▶ _WHAT YOU SHOULD DO_
Reproduce, exactly and in full, only the lines below from the one containing "it shares with" through the one containing "dropped (the successor".

Segment Start: GIVEN RECORDS

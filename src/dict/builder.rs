//! Dictionary Builder: turns the raw input into a table of repeated
//! substrings worth referencing by index instead of re-encoding inline.
//!
//! Grounded on `create_compress_dictionary`/`parts_compare` in the original
//! reference encoder, with one deliberate deviation: the reference used a
//! 4-octet minimum part length, superseded here by the 8-octet minimum of
//! the format this crate actually targets.

use super::{DictTable, MIN_ENTRY_LEN};

/// Build a dictionary from `input` by, for every possible anchor byte,
/// splitting the input on occurrences of that byte and keeping the
/// sufficiently-long, non-duplicate common prefixes shared by adjacent
/// (sorted) parts.
///
/// Returns a table sorted for matching (see [`DictTable::sort_for_matching`])
/// and capped at [`super::MAX_ENTRIES`] entries; once the cap is hit, the
/// remaining anchor bytes are skipped rather than erroring.
pub fn build_dictionary(input: &[u8]) -> DictTable {
    let mut table = DictTable::new();
    if input.is_empty() {
        return table;
    }

    for anchor in 0u16..=255 {
        if table.len() >= super::MAX_ENTRIES {
            break;
        }
        if !build_for_anchor(input, anchor as u8, &mut table) {
            break;
        }
    }

    table.sort_for_matching();
    table
}

/// Process one anchor byte. Returns `false` if the table filled up and the
/// caller should stop trying further anchors.
fn build_for_anchor(input: &[u8], anchor: u8, table: &mut DictTable) -> bool {
    let occurrences: Vec<usize> = input
        .iter()
        .enumerate()
        .filter(|&(_, &b)| b == anchor)
        .map(|(i, _)| i)
        .collect();
    if occurrences.is_empty() {
        return true;
    }

    // Part boundaries: a leading, anchor-less prefix (if the input doesn't
    // start with the anchor), then one part per occurrence running to the
    // next occurrence or end-of-input.
    let mut bounds = Vec::with_capacity(occurrences.len() + 2);
    if occurrences[0] != 0 {
        bounds.push(0);
    }
    bounds.extend(occurrences.iter().copied());
    bounds.push(input.len());

    let mut parts: Vec<Vec<u8>> = bounds
        .windows(2)
        .map(|w| input[w[0]..w[1]].to_vec())
        .collect();
    if parts.len() < 2 {
        return true;
    }
    parts.sort();

    // Truncate each part down to the length of common prefix it shares with
    // its sorted successor; discard it outright if that shared prefix is
    // shorter than the minimum useful entry length. A slice's natural `Ord`
    // already treats "is a strict prefix of" as "sorts before", matching the
    // reference's EOF-sorts-lowest comparison.
    let n = parts.len();
    let mut parts: Vec<Option<Vec<u8>>> = parts.into_iter().map(Some).collect();
    for i in 1..n {
        let prefix_len = common_prefix_len(parts[i - 1].as_ref().unwrap(), parts[i].as_ref().unwrap());
        if prefix_len < MIN_ENTRY_LEN {
            parts[i - 1] = None;
            continue;
        }
        let prev = parts[i - 1].as_mut().unwrap();
        if prefix_len < prev.len() {
            prev.truncate(prefix_len);
        }
    }

    // Dedup: walk the surviving (non-discarded) parts in order; a part that
    // is byte-for-byte identical to its successor is dropped (the successor
    // carries it forward). The final surviving part is always dropped
    // without being finalized — it was never compared against a successor
    // of its own, so it can't be confirmed distinct.
    let mut idx = 0;
    while idx < n && parts[idx].is_none() {
        idx += 1;
    }
    if idx >= n {
        return true;
    }
    let mut last_idx = idx;
    idx += 1;
    loop {
        while idx < n && parts[idx].is_none() {
            idx += 1;
        }
        if idx >= n {
            break;
        }
        let duplicate = parts[last_idx] == parts[idx];
        if duplicate {
            parts[last_idx] = None;
        } else if table.len() >= super::MAX_ENTRIES {
            return false;
        } else {
            table.push_raw(parts[last_idx].take().unwrap());
        }
        last_idx = idx;
        idx += 1;
    }

    true
}

fn common_prefix_len(a: &[u8], b: &[u8]) -> usize {
    a.iter().zip(b.iter()).take_while(|(x, y)| x == y).count()
}

#[cfg(test)]
mod tests {
    use super::*;

    #[test]
    fn empty_input_yields_empty_dictionary() {
        let table = build_dictionary(&[]);
        assert!(table.is_empty());
    }

    #[test]
    fn repeated_phrase_produces_an_entry() {
        let input = b"The quick brown fox. The quick brown fox. The quick brown fox.".to_vec();
        let table = build_dictionary(&input);
        assert!(table
            .entries()
            .iter()
            .any(|e| e.payload.len() >= MIN_ENTRY_LEN));
    }

    #[test]
    fn no_repeated_substring_of_minimum_length_yields_empty_dictionary() {
        let input: Vec<u8> = (0u8..=255).collect();
        let table = build_dictionary(&input);
        assert!(table.is_empty());
    }

    #[test]
    fn entries_meet_minimum_length() {
        let input = b"abcdefghij abcdefghij abcdefghij klmnopqrst klmnopqrst".to_vec();
        let table = build_dictionary(&input);
        for e in table.entries() {
            assert!(e.payload.len() >= MIN_ENTRY_LEN, "{:?}", e.payload);
        }
    }
}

Segment End: GIVEN RECORDS

▶ _ANSWER SPACE_
    // Truncate each part down to the length of common prefix it shares with
    // its sorted successor; discard it outright if that shared prefix is
    // shorter than the minimum useful entry length. A slice's natural `Ord`
    // already treats "is a strict prefix of" as "sorts before", matching the
    // reference's EOF-sorts-lowest comparison.
    let n = parts.len();
    let mut parts: Vec<Option<Vec<u8>>> = parts.into_iter().map(Some).collect();
    for i in 1..n {
        let prefix_len = common_prefix_len(parts[i - 1].as_ref().unwrap(), parts[i].as_ref().unwrap());
        if prefix_len < MIN_ENTRY_LEN {
            parts[i - 1] = None;
            continue;
        }
        let prev = parts[i - 1].as_mut().unwrap();
        if prefix_len < prev.len() {
            prev.truncate(prefix_len);
        }
    }

    // Dedup: walk the surviving (non-discarded) parts in order; a part that
    // is byte-for-byte identical to its successor is dropped (the successor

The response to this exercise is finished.